Automating Wrong-Way Driving Detection Using Existing CCTV Cameras

Summary Information

A high percentage of wrong-way driving crashes are fatal or near-fatal, and one of the most efficient ways to reduce the danger of wrong-way driving is fast detection and trigger several warnings to the driver and others in the vicinity as appropriate. This study focused on detecting wrong-way driving on Iowa highways in ten different locations using only closed circuit television (CCTV) camera data on a real-time basis with no need to manually pre-calibrate the camera. To achieve this goal, a deep learning model was implemented to detect and track vehicles, and a machine learning model was trained to classify the road into different directions and extract vehicle properties for further comparisons. When wrong-way driving was detected, the system would record the violation scene and send the video file via electronic mail to any recipient in charge of appropriate reactions for the event. The researchers tested the performance of the model on the data streams from ten different cameras.

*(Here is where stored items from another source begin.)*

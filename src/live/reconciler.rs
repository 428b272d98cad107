//! Live Reconciler
//!
//! Merges pushed position events into the entity store alongside the pull
//! snapshot. Never reads or writes the pull path's freshness status.

use serde::Serialize;
use tracing::debug;

use crate::cache::freshness;
use crate::cache::{CacheContext, EntityRecord, EntityType, PatchOutcome};
use crate::live::LivePositionEvent;

// == Live Outcome ==
#[derive(Debug, Clone, Copy, PartialEq, Eq)]
pub enum LiveOutcome {
    Applied,
    /// The id has never been seen by a pull. The caller should schedule a
    /// refresh check so the entity can arrive through the pull path.
    UnknownEntity,
}

// == Display Record ==
/// A record as shown to consumers, with its derived display flag.
#[derive(Debug, Clone, PartialEq, Serialize)]
pub struct DisplayRecord {
    #[serde(flatten)]
    pub record: EntityRecord,
    pub stale_for_display: bool,
}

// == Live Reconciler ==
#[derive(Clone)]
pub struct LiveReconciler {
    ctx: CacheContext,
    entity_type: EntityType,
    stale_threshold_ms: u64,
}

impl LiveReconciler {
    pub fn new(ctx: CacheContext, entity_type: EntityType, stale_threshold_ms: u64) -> Self {
        Self {
            ctx,
            entity_type,
            stale_threshold_ms,
        }
    }

    /// Entity type fed by the live channel.
    pub fn entity_type(&self) -> EntityType {
        self.entity_type
    }

    pub fn stale_threshold_ms(&self) -> u64 {
        self.stale_threshold_ms
    }

    // == On Live Event ==
    /// Applies one pushed event. Events must be delivered one at a time in
    /// arrival order.
    pub async fn on_live_event(&self, event: &LivePositionEvent) -> LiveOutcome {
        let outcome = self.ctx.store.write().await.upsert_patch(
            self.entity_type,
            &event.entity_id,
            event.to_patch(),
            event.observed_at,
        );

        let mut stats = self.ctx.stats.write().await;
        match outcome {
            PatchOutcome::Applied => {
                stats.record_live_applied();
                LiveOutcome::Applied
            }
            PatchOutcome::UnknownId => {
                stats.record_live_dropped();
                debug!(entity_id = %event.entity_id, "Dropped live event for unknown entity");
                LiveOutcome::UnknownEntity
            }
        }
    }

    // == Stale For Display ==
    /// `None` when the entity is not in the table.
    pub async fn is_stale_for_display(&self, entity_id: &str) -> Option<bool> {
        let cache_last_updated = self.cache_last_updated().await;
        let store = self.ctx.store.read().await;
        let record = store.get(self.entity_type, entity_id)?;
        Some(self.flag(record, cache_last_updated))
    }

    /// Every record of `entity_type` with its display flag. Types without a
    /// live channel are flagged from their last pull alone.
    pub async fn display_records(&self, entity_type: EntityType) -> Vec<DisplayRecord> {
        let cache_last_updated = self.ctx.registry.read().await.get(entity_type).last_updated;
        let records = self.ctx.store.read().await.records(entity_type);
        records
            .into_iter()
            .map(|record| DisplayRecord {
                stale_for_display: self.flag(&record, cache_last_updated),
                record,
            })
            .collect()
    }

    pub async fn display_record(&self, entity_type: EntityType, id: &str) -> Option<DisplayRecord> {
        let cache_last_updated = self.ctx.registry.read().await.get(entity_type).last_updated;
        let record = self.ctx.store.read().await.get(entity_type, id).cloned()?;
        Some(DisplayRecord {
            stale_for_display: self.flag(&record, cache_last_updated),
            record,
        })
    }

    async fn cache_last_updated(&self) -> u64 {
        self.ctx.registry.read().await.get(self.entity_type).last_updated
    }

    fn flag(&self, record: &EntityRecord, cache_last_updated: u64) -> bool {
        freshness::stale_for_display(
            record.last_observed,
            cache_last_updated,
            self.stale_threshold_ms,
            self.ctx.now_ms(),
        )
    }
}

Camera data was collected at these ten locations for five days, November 15 through November 19, 2020, every day from 10 AM to 5 PM.

Lessons Learned

  • Determine the number of traffic cameras needed by analyzing data processing delays to balance performance and cost. The perception module can take multiple video streams as input, so it requires agencies to adjust the number of video streams (traffic cameras) needed to simultaneously process in each single graphics processing unit (GPU) to achieve a balance between performance and cost. In this study, a total of 160 cameras was split into two GPUs where the average GPU memory usage was around 65 percent so that the overall processing latency caused by the perception module was less than one second.
  • Ensure that the detector and tracker model accommodates camera movements. The detector and tracker model is suggested to be designed in a way that it can detect camera rotation and automatically readjust the model to learn the correct driving direction with the new camera direction to avoid frequent manual recalibration
  • Consider Cloud computing for better data storage, faster analysis and easier transfer to other use cases. The researchers in this study used GPUs to run the model on a local machine. With increasing suppliers of cloud computing, it would be a good idea to move the computation to the cloud and store the results and saved data thereby to provide them for other use cases such as incident or congestion detection.
  • Process data from several cameras simultaneously to improve detection efficiency. In this study, the researchers considered two different models, one of which was not able to process and analyze more than one camera at a time, leading to loss of real-time aspect in the analysis.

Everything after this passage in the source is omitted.